Selling tickets and filling seats at the American Airlines Center wasn't the problem for Demi Lovato. Dominating the massive arena with her music and stage presence was.
The child-actor turned singer has spent nearly her entire life on a stage. From TV shows to musicals to albums, Lovato's vocals have played a starring role in helping her become one of today's leading pop singers. But in a music industry with stunning, awe-inducing production, Lovato's Tell Me You Love Me world tour didn't hold up.
DJ Khaled was a good start. A great hype man, he warmed up the crowd with a barrage of clips from his catalog of hit singles. Rarely behind the table, he engaged the crowd, stopping to gush over his toddler son, Asahd, during his 30-minute set. But Khaled opted for the easy way out, performing to recorded tracks instead of spinning live versions.
Then Lovato stepped out to the slowed, imploring ballad "Tell Me You Love Me" in a black trench coat. The entrance wasn't flashy but the vocals were, as she belted out the chorus with charm.
She showcased her seductive, sensual style in corsets and thigh-high boots for songs like "Cool For the Summer" and "Lonely." And she hit the notes with ease during "Confident," as dancers fluttered around her.
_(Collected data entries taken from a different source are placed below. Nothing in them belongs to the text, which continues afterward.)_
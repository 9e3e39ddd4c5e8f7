//! SQLite-backed storage implementation for CRDT persistence.
//!
//! This is a standalone `CrdtStorage` implementation, useful for exercising
//! the CRDT layer (§4.1) without a full workspace store, and in tests. The
//! workspace store (§4.2) persists its own `node_updates`/`document_updates`
//! tables directly so they can share a transaction with the relational
//! writes they accompany; see `store::schema` for that schema.

use std::path::Path;
use std::sync::Mutex;

use rusqlite::{Connection, params};
use yrs::{Doc, ReadTxn, Transact, Update, updates::decoder::Decode, updates::encoder::Encode};

use super::storage::{CrdtStorage, StorageResult};
use super::types::{CrdtUpdate, UpdateOrigin};
use crate::error::EngineError;

/// SQLite-backed CRDT storage.
///
/// The connection is wrapped in a `Mutex` for thread-safe access; SQLite
/// itself runs in serialized threading mode.
pub struct SqliteStorage {
    conn: Mutex<Connection>,
}

impl SqliteStorage {
    /// Open or create a SQLite database at the given path, creating tables if needed.
    pub fn open<P: AsRef<Path>>(path: P) -> StorageResult<Self> {
        let conn = Connection::open(path)?;
        let storage = Self {
            conn: Mutex::new(conn),
        };
        storage.init_schema()?;
        Ok(storage)
    }

    /// Create an in-memory SQLite database, for tests.
    pub fn in_memory() -> StorageResult<Self> {
        let conn = Connection::open_in_memory()?;
        let storage = Self {
            conn: Mutex::new(conn),
        };
        storage.init_schema()?;
        Ok(storage)
    }

    fn init_schema(&self) -> StorageResult<()> {
        let conn = self.conn.lock().unwrap();
        conn.execute_batch(
            r#"
            CREATE TABLE IF NOT EXISTS documents (
                name TEXT PRIMARY KEY,
                state BLOB NOT NULL,
                state_vector BLOB NOT NULL,
                updated_at INTEGER NOT NULL
            );

            -- No foreign key: updates may arrive before the document snapshot exists.
            CREATE TABLE IF NOT EXISTS updates (
                id INTEGER PRIMARY KEY AUTOINCREMENT,
                doc_name TEXT NOT NULL,
                data BLOB NOT NULL,
                origin TEXT NOT NULL,
                timestamp INTEGER NOT NULL,
                device_id TEXT,
                device_name TEXT
            );

            CREATE INDEX IF NOT EXISTS idx_updates_doc_id ON updates(doc_name, id);
            "#,
        )?;
        Ok(())
    }

    /// Reconstruct CRDT state by applying updates up to (and including) a given id.
    fn reconstruct_state(&self, name: &str, up_to_id: i64) -> StorageResult<Option<Vec<u8>>> {
        let conn = self.conn.lock().unwrap();

        let base_state: Option<Vec<u8>> = conn
            .query_row(
                "SELECT state FROM documents WHERE name = ?",
                params![name],
                |row| row.get(0),
            )
            .ok();

        let mut stmt = conn
            .prepare("SELECT data FROM updates WHERE doc_name = ? AND id <= ? ORDER BY id ASC")?;
        let updates: Vec<Vec<u8>> = stmt
            .query_map(params![name, up_to_id], |row| row.get(0))?
            .filter_map(|r| r.ok())
            .collect();

        if base_state.is_none() && updates.is_empty() {
            return Ok(None);
        }

        let doc = Doc::new();
        {
            let mut txn = doc.transact_mut();
            if let Some(state) = &base_state
                && let Ok(update) = Update::decode_v1(state)
            {
                let _ = txn.apply_update(update);
            }
            for update_data in updates {
                if let Ok(update) = Update::decode_v1(&update_data) {
                    let _ = txn.apply_update(update);
                }
            }
        }

        let txn = doc.transact();
        Ok(Some(txn.encode_state_as_update_v1(&Default::default())))
    }
}

impl std::fmt::Debug for SqliteStorage {
    fn fmt(&self, f: &mut std::fmt::Formatter<'_>) -> std::fmt::Result {
        f.debug_struct("SqliteStorage").finish_non_exhaustive()
    }
}

impl CrdtStorage for SqliteStorage {
    fn load_doc(&self, name: &str) -> StorageResult<Option<Vec<u8>>> {
        let conn = self.conn.lock().unwrap();
        let result = conn.query_row(
            "SELECT state FROM documents WHERE name = ?",
            params![name],
            |row| row.get(0),
        );

        match result {
            Ok(state) => Ok(Some(state)),
            Err(rusqlite::Error::QueryReturnedNoRows) => Ok(None),
            Err(e) => Err(EngineError::Database(e)),
        }
    }

    fn save_doc(&self, name: &str, state: &[u8]) -> StorageResult<()> {
        let conn = self.conn.lock().unwrap();
        let now = chrono::Utc::now().timestamp_millis();

        let state_vector = {
            let doc = Doc::new();
            {
                let mut txn = doc.transact_mut();
                if let Ok(update) = Update::decode_v1(state) {
                    let _ = txn.apply_update(update);
                }
            }
            let txn = doc.transact();
            txn.state_vector().encode_v1()
        };

        conn.execute(
            "INSERT OR REPLACE INTO documents (name, state, state_vector, updated_at)
             VALUES (?, ?, ?, ?)",
            params![name, state, state_vector, now],
        )?;
        Ok(())
    }

    fn delete_doc(&self, name: &str) -> StorageResult<()> {
        let conn = self.conn.lock().unwrap();
        conn.execute("DELETE FROM updates WHERE doc_name = ?", params![name])?;
        conn.execute("DELETE FROM documents WHERE name = ?", params![name])?;
        Ok(())
    }

    fn list_docs(&self) -> StorageResult<Vec<String>> {
        let conn = self.conn.lock().unwrap();
        let mut stmt = conn.prepare("SELECT name FROM documents ORDER BY name")?;
        let names = stmt
            .query_map([], |row| row.get(0))?
            .filter_map(|r| r.ok())
            .collect();
        Ok(names)
    }

    fn append_update_with_device(
        &self,
        name: &str,
        update: &[u8],
        origin: UpdateOrigin,
        device_id: Option<&str>,
        device_name: Option<&str>,
    ) -> StorageResult<i64> {
        let conn = self.conn.lock().unwrap();
        let now = chrono::Utc::now().timestamp_millis();
        let origin_str = origin.to_string();

        conn.execute(
            "INSERT INTO updates (doc_name, data, origin, timestamp, device_id, device_name) VALUES (?, ?, ?, ?, ?, ?)",
            params![name, update, origin_str, now, device_id, device_name],
        )?;

        Ok(conn.last_insert_rowid())
    }

    fn get_updates_since(&self, name: &str, since_id: i64) -> StorageResult<Vec<CrdtUpdate>> {
        let conn = self.conn.lock().unwrap();
        let mut stmt = conn.prepare(
            "SELECT id, data, origin, timestamp, device_id, device_name FROM updates
             WHERE doc_name = ? AND id > ?
             ORDER BY id ASC",
        )?;

        let updates = stmt
            .query_map(params![name, since_id], |row| {
                let origin_str: String = row.get(2)?;
                Ok(CrdtUpdate {
                    update_id: row.get(0)?,
                    doc_name: name.to_string(),
                    data: row.get(1)?,
                    timestamp: row.get(3)?,
                    origin: origin_str.parse().unwrap_or(UpdateOrigin::Local),
                    device_id: row.get(4)?,
                    device_name: row.get(5)?,
                })
            })?
            .filter_map(|r| r.ok())
            .collect();

        Ok(updates)
    }

    fn get_all_updates(&self, name: &str) -> StorageResult<Vec<CrdtUpdate>> {
        self.get_updates_since(name, 0)
    }

    fn get_state_at(&self, name: &str, update_id: i64) -> StorageResult<Option<Vec<u8>>> {
        self.reconstruct_state(name, update_id)
    }

    fn compact(&self, name: &str, keep_updates: usize) -> StorageResult<()> {
        let mut conn = self.conn.lock().unwrap();

        let full_state = {
            let base_state: Option<Vec<u8>> = conn
                .query_row(
                    "SELECT state FROM documents WHERE name = ?",
                    params![name],
                    |row| row.get(0),
                )
                .ok();

            let mut stmt =
                conn.prepare("SELECT data FROM updates WHERE doc_name = ? ORDER BY id ASC")?;
            let updates: Vec<Vec<u8>> = stmt
                .query_map(params![name], |row| row.get(0))?
                .filter_map(|r| r.ok())
                .collect();

            if base_state.is_none() && updates.is_empty() {
                return Ok(());
            }

            let doc = Doc::new();
            {
                let mut txn = doc.transact_mut();
                if let Some(state) = &base_state
                    && let Ok(update) = Update::decode_v1(state)
                {
                    let _ = txn.apply_update(update);
                }
                for update_data in &updates {
                    if let Ok(update) = Update::decode_v1(update_data) {
                        let _ = txn.apply_update(update);
                    }
                }
            }

            let txn = doc.transact();
            txn.encode_state_as_update_v1(&Default::default())
        };

        let update_count: i64 = conn.query_row(
            "SELECT COUNT(*) FROM updates WHERE doc_name = ?",
            params![name],
            |row| row.get(0),
        )?;

        if update_count as usize <= keep_updates {
            return Ok(());
        }

        let cutoff_id: i64 = conn
            .query_row(
                "SELECT id FROM updates WHERE doc_name = ? ORDER BY id DESC LIMIT 1 OFFSET ?",
                params![name, keep_updates - 1],
                |row| row.get(0),
            )
            .unwrap_or(0);

        let now = chrono::Utc::now().timestamp_millis();
        let state_vector = {
            let doc = Doc::new();
            {
                let mut txn = doc.transact_mut();
                if let Ok(update) = Update::decode_v1(&full_state) {
                    let _ = txn.apply_update(update);
                }
            }
            let txn = doc.transact();
            txn.state_vector().encode_v1()
        };

        // Save the new snapshot before deleting old updates, so a crash
        // mid-operation never leaves the document without a reconstructible state.
        let tx = conn.transaction()?;
        tx.execute(
            "INSERT OR REPLACE INTO documents (name, state, state_vector, updated_at)
             VALUES (?, ?, ?, ?)",
            params![name, full_state, state_vector, now],
        )?;
        tx.execute(
            "DELETE FROM updates WHERE doc_name = ? AND id < ?",
            params![name, cutoff_id],
        )?;
        tx.commit()?;

        Ok(())
    }

    fn batch_append_updates(
        &self,
        updates: &[(&str, &[u8], UpdateOrigin)],
    ) -> StorageResult<Vec<i64>> {
        if updates.is_empty() {
            return Ok(vec![]);
        }

        let mut conn = self.conn.lock().unwrap();
        let now = chrono::Utc::now().timestamp_millis();

        let tx = conn.transaction()?;
        let mut ids = Vec::with_capacity(updates.len());

        {
            let mut stmt = tx.prepare(
                "INSERT INTO updates (doc_name, data, origin, timestamp) VALUES (?, ?, ?, ?)",
            )?;

            for (name, update, origin) in updates {
                let origin_str = origin.to_string();
                stmt.execute(params![*name, *update, origin_str, now])?;
                ids.push(tx.last_insert_rowid());
            }
        }

        tx.commit()?;
        Ok(ids)
    }

    fn get_latest_update_id(&self, name: &str) -> StorageResult<i64> {
        let conn = self.conn.lock().unwrap();
        let result = conn.query_row(
            "SELECT id FROM updates WHERE doc_name = ? ORDER BY id DESC LIMIT 1",
            params![name],
            |row| row.get(0),
        );

        match result {
            Ok(id) => Ok(id),
            Err(rusqlite::Error::QueryReturnedNoRows) => Ok(0),
            Err(e) => Err(EngineError::Database(e)),
        }
    }

    fn rename_doc(&self, old_name: &str, new_name: &str) -> StorageResult<()> {
        let mut conn = self.conn.lock().unwrap();
        let tx = conn.transaction()?;

        tx.execute(
            "UPDATE documents SET name = ? WHERE name = ?",
            params![new_name, old_name],
        )?;
        tx.execute(
            "UPDATE updates SET doc_name = ? WHERE doc_name = ?",
            params![new_name, old_name],
        )?;

        tx.commit()?;
        Ok(())
    }
}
But every time we started to feel the catchy beat, the show came to a screeching halt. Lovato repeatedly disappeared below the stage for outfit changes or simply a dramatic exit. The constant shifts made the show feel choppy and amateur.
It was, of course, Lovato's hometown concert. Sounding nostalgic and proud, Lovato told a story of how, as a kid, she sat in floor seats for a Christina Aguilera show at the American Airlines Center, turning around to sing to the crowd as if it were her concert.
"Dreams really do come true," she told a venue full of adoring young girls, offering encouragement and positivity.
She then engaged her audience by talking about why she brought speakers from a mental health and addiction treatment center called CAST Centers on tour with her. Throughout her career, Lovato has been candid about her struggles with mental health, eating disorders and drug and alcohol abuse.
Until that moment, Lovato hadn't established a good connection with the audience and felt distant for much of the show. She was at her best when she became vulnerable and sincere, playing somber but stunning songs "Warrior" and "Father" on the piano. Before performing the latter track, Lovato revealed that she wrote the angst-driven song about her late father and their tumultuous relationship due to his drug and alcohol abuse. She said she swore she would never play the painful song in a live setting, but added it on this tour for personal growth.
Ramping back up for the encore, Lovato ended the evening with her rafter-reaching and empowering single, "Sorry Not Sorry," her answer against bullying.
Lovato managed to show us two sides of herself, the outspoken singer behind "Sorry Not Sorry" and the delicate songwriter. The question was whether she balanced them in her hometown concert.